Citation: 2010 TCC 46
Date: 20100126
Docket: 2007-4093(IT)I
BETWEEN:
BRENDAN J. JORDAN,
Appellant,
and
HER MAJESTY THE QUEEN,
For the Appellant: The Appellant himself
Counsel for the Respondent: Jill Chisholm
REASONS FOR JUDGMENT
(Delivered
orally from the bench on
November 24, 2009, at St. John’s, Newfoundland)
Margeson J.
[1] The matter before the Court at this time
for decision is that of Brendan J. Jordan and Her Majesty the Queen.
The sole issue before the Court is whether or not the Appellant, Brendan
Jordan, during the year 2005 is entitled to a $5,000 deduction or credit in
respect of his son Neil Jordan, or Neil.
[2] The only evidence before the Court today of
any infirmity or dependence of the son, Neil, was by the Appellant and the best
that can be said about his own evidence is that he said “I have to support
Neil.” The son lives at home with the Appellant, does not pay any bills such as
rent and food, even though the evidence was clear that he could have paid some
of those expenses if he wanted to.
[3] The Appellant and his wife, who are very
kind persons obviously, decided that they were not going to seek any payment
from him even though the evidence was that Neil did, in the year 2005, have
taxable income of $12,123.
[4] The evidence offered by the Appellant
himself and by Dr. Barry Gaulton was that the Appellant was employed at the
"dig" so to speak, and he was earning somewhere in the nature of $10
to $12 per hour. He normally worked a 40 hour week and he normally worked from
May until September or October.
[5] The Appellant told the Court today (and this
is the only evidence we have on this subject, which I might say is
contradictory to the evidence given by the doctor) that his son suffers from a
social disorder in that he has difficulty being around people. He suffered from
this for his entire life. He is 39 years of age. He said that the son had a
social anxiety problem and it is a source of great concern to the Appellant and
his family. He was always a loner. He kept to himself.

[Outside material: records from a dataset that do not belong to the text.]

//! Input handling: event types, key actions, and the input processor
//! that converts raw window events into trackball commands.

/// Commands understood by the trackball.
pub mod command;
/// Platform-agnostic input events.
pub mod event;
/// Bindable keyboard actions.
pub mod keyboard;
/// Converts raw events into trackball commands.
pub mod processor;

pub use command::TrackballCommand;
pub use event::{InputEvent, MouseButton};
pub use keyboard::KeyAction;
pub use processor::InputProcessor;
//! Arc between two sphere points and its composition with an orientation.

use glam::{Quat, Vec3};
use schemars::JsonSchema;
use serde::{Deserialize, Serialize};

/// How a drag increment is combined with the committed orientation.
#[derive(
    Debug,
    Clone,
    Copy,
    PartialEq,
    Eq,
    Hash,
    Default,
    Serialize,
    Deserialize,
    JsonSchema,
)]
#[serde(rename_all = "snake_case")]
pub enum CompositionMode {
    /// The increment turns the rendered model about a fixed world axis.
    ///
    /// Stored as `committed ∘ increment`, because
    /// [`rotation_matrix`](super::rotation_matrix) renders the inverse of
    /// the stored orientation.
    #[default]
    World,
    /// The increment turns the rendered model about an axis fixed in the
    /// model's own frame. Stored as `increment ∘ committed`.
    Local,
}

/// Classification of an arc for the degenerate-axis policy.
#[derive(Debug, Clone, Copy, PartialEq, Eq)]
pub enum ArcKind {
    /// Start and end coincide: no rotation.
    Identity,
    /// Start and end are opposite: the axis is not unique.
    Antipodal,
    /// A well-defined rotation.
    Proper,
}

/// Rotation carrying one unit-sphere point toward another.
#[derive(Debug, Clone, Copy, PartialEq)]
pub struct ArcRotation {
    /// Unit axis `normalize(end × start)`, or zero when undefined.
    pub axis: Vec3,
    /// Cosine of the arc, clamped to `[-1, 1]`.
    pub dot: f32,
    /// Arc angle in degrees.
    pub angle_degrees: f32,
}

impl ArcRotation {
    /// Measure the arc between two sphere points.
    #[must_use]
    pub fn between(start: Vec3, end: Vec3) -> Self {
        let axis = end.cross(start).normalize_or_zero();
        let dot = start.dot(end).clamp(-1.0, 1.0);
        Self {
            axis,
            dot,
            angle_degrees: dot.acos().to_degrees(),
        }
    }

    /// Classify the arc, treating angles within `epsilon_degrees` of 0 or
    /// 180 as degenerate.
    #[must_use]
    pub fn kind(&self, epsilon_degrees: f32) -> ArcKind {
        if self.axis == Vec3::ZERO {
            return if self.dot >= 0.0 {
                ArcKind::Identity
            } else {
                ArcKind::Antipodal
            };
        }
        if self.angle_degrees < epsilon_degrees {
            ArcKind::Identity
        } else if self.angle_degrees > 180.0 - epsilon_degrees {
            ArcKind::Antipodal
        } else {
            ArcKind::Proper
        }
    }

    /// Quaternion rotating by the arc angle about the arc axis.
    ///
    /// Only meaningful for [`ArcKind::Proper`] arcs.
    #[must_use]
    pub fn to_quat(self) -> Quat {
        Quat::from_axis_angle(self.axis, self.angle_degrees.to_radians())
    }
}

/// Structured values of one composed drag sample, handed to observers.
#[derive(Debug, Clone, Copy, PartialEq)]
pub struct RotationSample {
    /// Sphere point captured at drag start.
    pub start: Vec3,
    /// Sphere point under the pointer now.
    pub end: Vec3,
    /// Arc between the two points.
    pub arc: ArcRotation,
    /// Orientation after composition.
    pub orientation: Quat,
}

/// Combine an increment with a committed orientation and renormalize.
#[must_use]
pub fn compose(mode: CompositionMode, increment: Quat, committed: Quat) -> Quat {
    let q = match mode {
        CompositionMode::World => committed * increment,
        CompositionMode::Local => increment * committed,
    };
    q.normalize()
}
//! Centralized trackball and viewer options with TOML support.
//!
//! Arcball behavior, key bindings, and viewer window settings are
//! consolidated here. Options serialize to/from TOML so a viewer session
//! can be configured from a file.

mod keybindings;
mod trackball;
mod window;

use std::path::Path;

pub use keybindings::KeybindingOptions;
use schemars::JsonSchema;
use serde::{Deserialize, Serialize};
pub use trackball::TrackballOptions;
pub use window::WindowOptions;

use crate::error::TrackballError;

/// Top-level options container. All sub-structs use `#[serde(default)]` so
/// partial TOML files (e.g. only overriding `[trackball]`) work correctly.
#[derive(
    Debug, Clone, Serialize, Deserialize, PartialEq, Default, JsonSchema,
)]
#[serde(default)]
pub struct Options {
    /// Arcball behavior.
    pub trackball: TrackballOptions,
    /// Keyboard binding options.
    #[schemars(skip)]
    pub keybindings: KeybindingOptions,
    /// Viewer window parameters.
    #[schemars(skip)]
    pub window: WindowOptions,
}

impl Options {
    /// Generate JSON Schema describing the UI-exposed options.
    #[must_use]
    pub fn json_schema() -> schemars::Schema {
        schemars::schema_for!(Options)
    }

    /// Parse options from TOML text. Missing fields use defaults; values
    /// out of range are an [`TrackballError::OptionsParse`].
    pub fn from_toml(content: &str) -> Result<Self, TrackballError> {
        let mut opts: Self = toml::from_str(content)
            .map_err(|e| TrackballError::OptionsParse(e.to_string()))?;
        opts.trackball.validate()?;
        opts.keybindings.rebuild_reverse_map();
        Ok(opts)
    }

    /// Load options from a TOML file. Missing fields use defaults.
    pub fn load(path: &Path) -> Result<Self, TrackballError> {
        let content =
            std::fs::read_to_string(path).map_err(TrackballError::Io)?;
        let opts = Self::from_toml(&content)?;
        log::debug!("loaded options from {}", path.display());
        Ok(opts)
    }

    /// Save options to a TOML file (pretty-printed).
    pub fn save(&self, path: &Path) -> Result<(), TrackballError> {
        let content = toml::to_string_pretty(self)
            .map_err(|e| TrackballError::OptionsParse(e.to_string()))?;
        if let Some(parent) = path.parent() {
            std::fs::create_dir_all(parent).map_err(TrackballError::Io)?;
        }
        std::fs::write(path, content).map_err(TrackballError::Io)
    }
}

[6] He finished high school and registered for
university. He stayed at the university in his own room and did not room with
anybody else or in an apartment. He had no close friends. He did seek medical
advice. He suffered from temper tantrums.

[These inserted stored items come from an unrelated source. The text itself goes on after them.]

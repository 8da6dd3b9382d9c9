//! Interactive arcball viewer: `trackball [options.toml]`.

use std::path::Path;

use trackball::{Options, Viewer};

fn main() {
    env_logger::init();

    let options = match std::env::args().nth(1) {
        Some(path) => match Options::load(Path::new(&path)) {
            Ok(opts) => opts,
            Err(e) => {
                log::error!("{path}: {e}");
                std::process::exit(1);
            }
        },
        None => Options::default(),
    };

    if let Err(e) = Viewer::builder().with_options(options).build().run() {
        log::error!("{e}");
        std::process::exit(1);
    }
}
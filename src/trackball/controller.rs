use std::fmt;

use glam::{Mat4, Quat, Vec3};

use super::matrix::rotation_matrix;
use super::rotation::{
    compose, ArcKind, ArcRotation, CompositionMode, RotationSample,
};
use super::sphere::project;
use super::viewport::Viewport;
use crate::error::TrackballError;
use crate::options::TrackballOptions;

/// State captured by a pointer-down and held until the matching
/// pointer-up.
#[derive(Debug, Clone, Copy, PartialEq)]
pub struct DragSession {
    /// Sphere point under the pointer when the drag began.
    pub start: Vec3,
}

type Observer = Box<dyn FnMut(&RotationSample)>;

/// Arcball orientation controller.
///
/// Owns the committed orientation, the in-progress orientation of an
/// active drag, and the viewport used to map pixels onto the sphere.
/// Confined to the thread that dispatches input events.
pub struct Trackball {
    viewport: Viewport,
    committed: Quat,
    in_progress: Quat,
    drag: Option<DragSession>,
    mode: CompositionMode,
    min_arc_degrees: f32,
    observer: Option<Observer>,
}

impl Trackball {
    /// Create an idle controller with identity orientation and default
    /// options.
    pub fn new(width: u32, height: u32) -> Result<Self, TrackballError> {
        Self::with_options(width, height, &TrackballOptions::default())
    }

    /// Create an idle controller configured from `options`.
    pub fn with_options(
        width: u32,
        height: u32,
        options: &TrackballOptions,
    ) -> Result<Self, TrackballError> {
        options.validate()?;
        Ok(Self {
            viewport: Viewport::new(width, height)?,
            committed: Quat::IDENTITY,
            in_progress: Quat::IDENTITY,
            drag: None,
            mode: options.composition,
            min_arc_degrees: options.min_arc_degrees,
            observer: None,
        })
    }

    /// Apply composition mode and degeneracy threshold from `options`.
    /// Invalid options are rejected and the current settings kept.
    pub fn apply_options(
        &mut self,
        options: &TrackballOptions,
    ) -> Result<(), TrackballError> {
        options.validate()?;
        self.mode = options.composition;
        self.min_arc_degrees = options.min_arc_degrees;
        Ok(())
    }

    // ── Viewport ──

    /// Current viewport.
    #[must_use]
    pub fn viewport(&self) -> Viewport {
        self.viewport
    }

    /// Replace the viewport. Invalid dimensions are rejected and the
    /// previous viewport stays in effect.
    pub fn set_viewport(
        &mut self,
        width: u32,
        height: u32,
    ) -> Result<(), TrackballError> {
        match Viewport::new(width, height) {
            Ok(viewport) => {
                if self.drag.is_some() {
                    log::debug!("viewport changed during an active drag");
                }
                log::debug!("viewport set to {width}x{height}");
                self.viewport = viewport;
                Ok(())
            }
            Err(e) => {
                log::warn!("rejected viewport {width}x{height}");
                Err(e)
            }
        }
    }

    /// Sphere point under a pixel position.
    #[must_use]
    pub fn sphere_point(&self, x: f32, y: f32) -> Vec3 {
        project(self.viewport.to_normalized(x, y))
    }

    // ── Drag session ──

    /// Start a drag at a pixel position. A drag already in progress is
    /// re-anchored here without committing.
    pub fn begin_drag(&mut self, x: f32, y: f32) {
        let start = self.sphere_point(x, y);
        if self.drag.is_some() {
            log::debug!("drag re-anchored at ({x}, {y})");
        } else {
            log::debug!("drag started at ({x}, {y})");
        }
        self.drag = Some(DragSession { start });
        self.in_progress = self.committed;
    }

    /// Advance the active drag to a pixel position and return the live
    /// orientation. Without an active drag this only reads the committed
    /// orientation.
    pub fn update_drag(&mut self, x: f32, y: f32) -> Quat {
        let Some(session) = self.drag else {
            return self.committed;
        };
        let end = self.sphere_point(x, y);
        let arc = ArcRotation::between(session.start, end);

        match arc.kind(self.min_arc_degrees) {
            ArcKind::Identity => self.in_progress = self.committed,
            ArcKind::Antipodal => {
                log::trace!("antipodal arc, orientation held");
            }
            ArcKind::Proper => {
                self.in_progress =
                    compose(self.mode, arc.to_quat(), self.committed);
                log::trace!(
                    "arc axis=({:.4}, {:.4}, {:.4}) dot={:.6} angle={:.4}deg",
                    arc.axis.x,
                    arc.axis.y,
                    arc.axis.z,
                    arc.dot,
                    arc.angle_degrees,
                );
                if let Some(observer) = self.observer.as_mut() {
                    observer(&RotationSample {
                        start: session.start,
                        end,
                        arc,
                        orientation: self.in_progress,
                    });
                }
            }
        }
        self.in_progress
    }

    /// Finish the active drag at a pixel position and commit the result.
    /// Returns the committed orientation; a no-op when idle.
    pub fn end_drag(&mut self, x: f32, y: f32) -> Quat {
        if self.drag.is_none() {
            return self.committed;
        }
        let _ = self.update_drag(x, y);
        self.committed = self.in_progress.normalize();
        self.in_progress = self.committed;
        self.drag = None;
        log::debug!("drag committed at ({x}, {y})");
        self.committed
    }

    /// Abandon the active drag, restoring the orientation from before it
    /// began. A no-op when idle.
    pub fn cancel_drag(&mut self) {
        if self.drag.take().is_some() {
            self.in_progress = self.committed;
            log::debug!("drag cancelled");
        }
    }

    /// Return to the identity orientation, closing any active drag.
    pub fn reset(&mut self) {
        self.committed = Quat::IDENTITY;
        self.in_progress = Quat::IDENTITY;
        self.drag = None;
        log::debug!("orientation reset");
    }

    /// Whether a drag is active.
    #[must_use]
    pub fn is_dragging(&self) -> bool {
        self.drag.is_some()
    }

    /// The active drag session, if any.
    #[must_use]
    pub fn drag_session(&self) -> Option<DragSession> {
        self.drag
    }

    // ── Orientation ──

    /// Orientation to render now: in-progress while dragging, committed
    /// otherwise.
    #[must_use]
    pub fn orientation(&self) -> Quat {
        if self.drag.is_some() {
            self.in_progress
        } else {
            self.committed
        }
    }

    /// Orientation persisted by the last completed drag.
    #[must_use]
    pub fn committed(&self) -> Quat {
        self.committed
    }

    /// Model rotation matrix for the current frame.
    #[must_use]
    pub fn rotation_matrix(&self) -> Mat4 {
        rotation_matrix(self.orientation())
    }

    /// How drag increments are composed.
    #[must_use]
    pub fn composition_mode(&self) -> CompositionMode {
        self.mode
    }

    /// Change how subsequent drag samples are composed.
    pub fn set_composition_mode(&mut self, mode: CompositionMode) {
        self.mode = mode;
    }

    /// Arcs shorter than this, or this close to a half turn, are degenerate.
    #[must_use]
    pub fn min_arc_degrees(&self) -> f32 {
        self.min_arc_degrees
    }

    // ── Observability ──

    /// Install a callback invoked with every composed drag sample.
    pub fn set_observer(
        &mut self,
        observer: impl FnMut(&RotationSample) + 'static,
    ) {
        self.observer = Some(Box::new(observer));
    }

    /// Remove the drag-sample callback.
    pub fn clear_observer(&mut self) {
        self.observer = None;
    }
}

impl fmt::Debug for Trackball {
    fn fmt(&self, f: &mut fmt::Formatter<'_>) -> fmt::Result {
        f.debug_struct("Trackball")
            .field("viewport", &self.viewport)
            .field("committed", &self.committed)
            .field("in_progress", &self.in_progress)
            .field("drag", &self.drag)
            .field("mode", &self.mode)
            .field("min_arc_degrees", &self.min_arc_degrees)
            .field("observer", &self.observer.is_some())
            .finish()
    }
}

[7] However, it was quite clear that Neil
himself did not want to receive any treatment. He did not believe that he had a
mental problem or disorder. The Appellant spoke to a psychiatrist and a
psychologist about Neil and his son refused to go see them although he was
observed by a psychiatrist and she apparently told the Appellant that he was
suffering from social anxiety but it could be cured.
[8] No such evidence was given before the court
here today. Mr. Jordan said that he brought material home to the
son to be reviewed about this disorder and left it available for him to review.
[9] Neil received a Bachelor of Arts from Memorial University in the 90’s. He works in the summer months
at minimum wage. Neil owed about $20,000 after coming out of university for
student loans. He said he and his wife have deep concerns
about their son. He pays no bills except for the T.V. dish. He still works, he
puts his money in the bank account for himself. The Appellant feels that
because he and his wife are not going to be here forever that this is the best
course of action that this money go into the bank account for him. When
something happens to them, the son will have some money to rely upon. His son
still attends some courses at the university. In 2005 when the Appellant filed
his Income Tax Return, he claimed a $5,000 deduction. It was disallowed. He
objected to that and he said that he was treated like dirt by the Canada
Revenue Agency (“CRA”). He had nothing good to say about them. He found them to
be ignorant, stubborn and contrary. They would not listen to anything that he
had to say and they would not look at any documents that he gave them. The
interviewer sent the documents back. The Appellant went to the appeals division
about it and spoke to the appeals officer. She was the same. He walked out in
disgust. He then instigated an investigation and he said that the two agents
were exonerated.
[10] On cross-examination, he said that the son
accumulated the loans before 2005. Dr. Kelly LeDrew viewed him. She was not
Neil's doctor but she observed him at the Delta Hotel during a lunch, when the
parties were there for lunch.
[11] In the 2005 return, he filed for and
claimed the $5,000 deduction. It was accepted but later on he was reassessed
and it was disallowed. He said that he asked for the deduction due to the fact
that he had low income and that is why he was asking for the deduction. Tab 1
of the Exhibit R-1, shows Neil's return which the Appellant completed. He had a
gross income of $13,423 and the Appellant also claimed $750 for drugs which
were expended on Neil during that year.
[12] With respect to the $5,000 claim that is before
the Court today, the Appellant said, "I just felt it was a fair amount,
not based on anything in particular. It was based on the fact that he had low
income." He did not refer to any particular sections of the Income Tax Act
(the “Act”). The deduction was allowed and then it was disallowed.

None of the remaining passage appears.